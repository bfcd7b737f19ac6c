//! Bounded byte cursor and varint primitives for the snapdec decoder.
//!
//! This crate provides [`ByteReader`] for forward-only, bounds-checked reads
//! over borrowed input, and the little-endian base-128 varint used by the
//! Snappy block format for its length prefix.
//!
//! # Design Principles
//!
//! - **No unsafe code** - Safety is paramount.
//! - **Bounded operations** - All reads are bounds-checked.
//! - **No format knowledge** - This crate knows nothing about tags, literals or copies.
//! - **Explicit errors** - All failures return structured errors, never panic.
//!
//! # Example
//!
//! ```
//! use cursor::{push_varu32, ByteReader};
//!
//! let mut bytes = Vec::new();
//! push_varu32(&mut bytes, 300);
//! bytes.extend_from_slice(&[0x34, 0x12]);
//!
//! let mut reader = ByteReader::new(&bytes);
//! assert_eq!(reader.read_varu32().unwrap(), 300);
//! assert_eq!(reader.read_u16_le().unwrap(), 0x1234);
//! assert!(reader.is_empty());
//! ```

mod error;
mod reader;
mod varint;

pub use error::{CursorError, CursorResult};
pub use reader::ByteReader;
pub use varint::{decode_varu32, push_varu32, varu32_len, MAX_VARU32_LEN};

#[cfg(test)]
mod tests {
    use super::*;

    #[test]
    fn varint_roundtrip_various_values() {
        let values = [0u32, 1, 60, 127, 128, 255, 65_535, 1 << 21, 1 << 28, u32::MAX];

        for value in values {
            let mut bytes = Vec::new();
            let written = push_varu32(&mut bytes, value);
            assert_eq!(written, bytes.len());

            let mut reader = ByteReader::new(&bytes);
            assert_eq!(
                reader.read_varu32().unwrap(),
                value,
                "roundtrip failed for {value}"
            );
            assert!(reader.is_empty());
        }
    }

    #[test]
    fn reader_and_free_function_agree() {
        let bytes = [0x01, 0xE8, 0x07, 0x00];
        let (value, next) = decode_varu32(&bytes, 1).unwrap();

        let mut reader = ByteReader::new(&bytes);
        reader.read_u8().unwrap();
        assert_eq!(reader.read_varu32().unwrap(), value);
        assert_eq!(reader.position(), next);
        assert_eq!(value, 1000);
    }
}
use std::fs;
use std::path::PathBuf;

use crate::prelude::{println, *};
use fragenimport_core::{Dataset, Question};

/// The catalog always offers exactly four answer options.
const EXPECTED_ANSWER_COUNT: usize = 4;

#[derive(Debug, clap::Args)]
pub struct ValidateOptions {
    /// Path to the question dataset
    #[clap(default_value = "data/questions.json")]
    pub dataset: PathBuf,
}

pub fn run(options: ValidateOptions, _global: crate::Global) -> Result<()> {
    let contents = fs::read_to_string(&options.dataset)
        .with_context(|| f!("cannot read {}", options.dataset.display()))?;
    let dataset: Dataset = serde_json::from_str(&contents)
        .map_err(|e| eyre!(Error::InvalidDataset(e.to_string())))?;

    let mut problems: Vec<(String, String)> = Vec::new();
    for question in &dataset.questions {
        check_question(question, &mut problems);
    }

    if problems.is_empty() {
        println!("{} questions, no problems found", dataset.questions.len());
        return Ok(());
    }

    let mut table = new_table();
    table.add_row(prettytable::row!["Question", "Problem"]);
    for (number, problem) in &problems {
        table.add_row(prettytable::row![number, problem]);
    }
    table.printstd();

    Err(eyre!(
        "{} problem(s) in {} question(s)",
        problems.len(),
        dataset.questions.len()
    ))
}

fn check_question(question: &Question, problems: &mut Vec<(String, String)>) {
    if question.answers.len() != EXPECTED_ANSWER_COUNT {
        problems.push((
            question.display_number.clone(),
            f!(
                "has {} answers, expected {}",
                question.answers.len(),
                EXPECTED_ANSWER_COUNT
            ),
        ));
    }

    for (idx, answer) in question.answers.iter().enumerate() {
        if answer.text.trim().is_empty() {
            problems.push((
                question.display_number.clone(),
                f!("answer {} is empty", idx + 1),
            ));
        }
    }

    if question.correct_answer_index.is_none() {
        problems.push((
            question.display_number.clone(),
            "no correct answer recorded".to_string(),
        ));
    }
}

*****

Each entry above is to be returned exactly as given.

_Reply_:
repository bfcd7b737f19ac6c
//! Bounded byte cursor and varint primitives for the snapdec decoder.
//!
//! This crate provides [`ByteReader`] for forward-only, bounds-checked reads
//! over borrowed input, and the little-endian base-128 varint used by the
//! Snappy block format for its length prefix.
//!
//! # Design Principles
//!
//! - **No unsafe code** - Safety is paramount.
//! - **Bounded operations** - All reads are bounds-checked.
//! - **No format knowledge** - This crate knows nothing about tags, literals or copies.
//! - **Explicit errors** - All failures return structured errors, never panic.
//!
//! # Example
//!
//! ```
//! use cursor::{push_varu32, ByteReader};
//!
//! let mut bytes = Vec::new();
//! push_varu32(&mut bytes, 300);
//! bytes.extend_from_slice(&[0x34, 0x12]);
//!
//! let mut reader = ByteReader::new(&bytes);
//! assert_eq!(reader.read_varu32().unwrap(), 300);
//! assert_eq!(reader.read_u16_le().unwrap(), 0x1234);
//! assert!(reader.is_empty());
//! ```

mod error;
mod reader;
mod varint;

pub use error::{CursorError, CursorResult};
pub use reader::ByteReader;
pub use varint::{decode_varu32, push_varu32, varu32_len, MAX_VARU32_LEN};

#[cfg(test)]
mod tests {
    use super::*;

    #[test]
    fn varint_roundtrip_various_values() {
        let values = [0u32, 1, 60, 127, 128, 255, 65_535, 1 << 21, 1 << 28, u32::MAX];

        for value in values {
            let mut bytes = Vec::new();
            let written = push_varu32(&mut bytes, value);
            assert_eq!(written, bytes.len());

            let mut reader = ByteReader::new(&bytes);
            assert_eq!(
                reader.read_varu32().unwrap(),
                value,
                "roundtrip failed for {value}"
            );
            assert!(reader.is_empty());
        }
    }

    #[test]
    fn reader_and_free_function_agree() {
        let bytes = [0x01, 0xE8, 0x07, 0x00];
        let (value, next) = decode_varu32(&bytes, 1).unwrap();

        let mut reader = ByteReader::new(&bytes);
        reader.read_u8().unwrap();
        assert_eq!(reader.read_varu32().unwrap(), value);
        assert_eq!(reader.position(), next);
        assert_eq!(value, 1000);
    }
}
use std::fs;
use std::path::PathBuf;

use crate::prelude::{println, *};
use fragenimport_core::{Dataset, Question};

/// The catalog always offers exactly four answer options.
const EXPECTED_ANSWER_COUNT: usize = 4;

#[derive(Debug, clap::Args)]
pub struct ValidateOptions {
    /// Path to the question dataset
    #[clap(default_value = "data/questions.json")]
    pub dataset: PathBuf,
}

pub fn run(options: ValidateOptions, _global: crate::Global) -> Result<()> {
    let contents = fs::read_to_string(&options.dataset)
        .with_context(|| f!("cannot read {}", options.dataset.display()))?;
    let dataset: Dataset = serde_json::from_str(&contents)
        .map_err(|e| eyre!(Error::InvalidDataset(e.to_string())))?;

    let mut problems: Vec<(String, String)> = Vec::new();
    for question in &dataset.questions {
        check_question(question, &mut problems);
    }

    if problems.is_empty() {
        println!("{} questions, no problems found", dataset.questions.len());
        return Ok(());
    }

    let mut table = new_table();
    table.add_row(prettytable::row!["Question", "Problem"]);
    for (number, problem) in &problems {
        table.add_row(prettytable::row![number, problem]);
    }
    table.printstd();

    Err(eyre!(
        "{} problem(s) in {} question(s)",
        problems.len(),
        dataset.questions.len()
    ))
}

fn check_question(question: &Question, problems: &mut Vec<(String, String)>) {
    if question.answers.len() != EXPECTED_ANSWER_COUNT {
        problems.push((
            question.display_number.clone(),
            f!(
                "has {} answers, expected {}",
                question.answers.len(),
                EXPECTED_ANSWER_COUNT
            ),
        ));
    }

    for (idx, answer) in question.answers.iter().enumerate() {
        if answer.text.trim().is_empty() {
            problems.push((
                question.display_number.clone(),
                f!("answer {} is empty", idx + 1),
            ));
        }
    }

    if question.correct_answer_index.is_none() {
        problems.push((
            question.display_number.clone(),
            "no correct answer recorded".to_string(),
        ));
    }
}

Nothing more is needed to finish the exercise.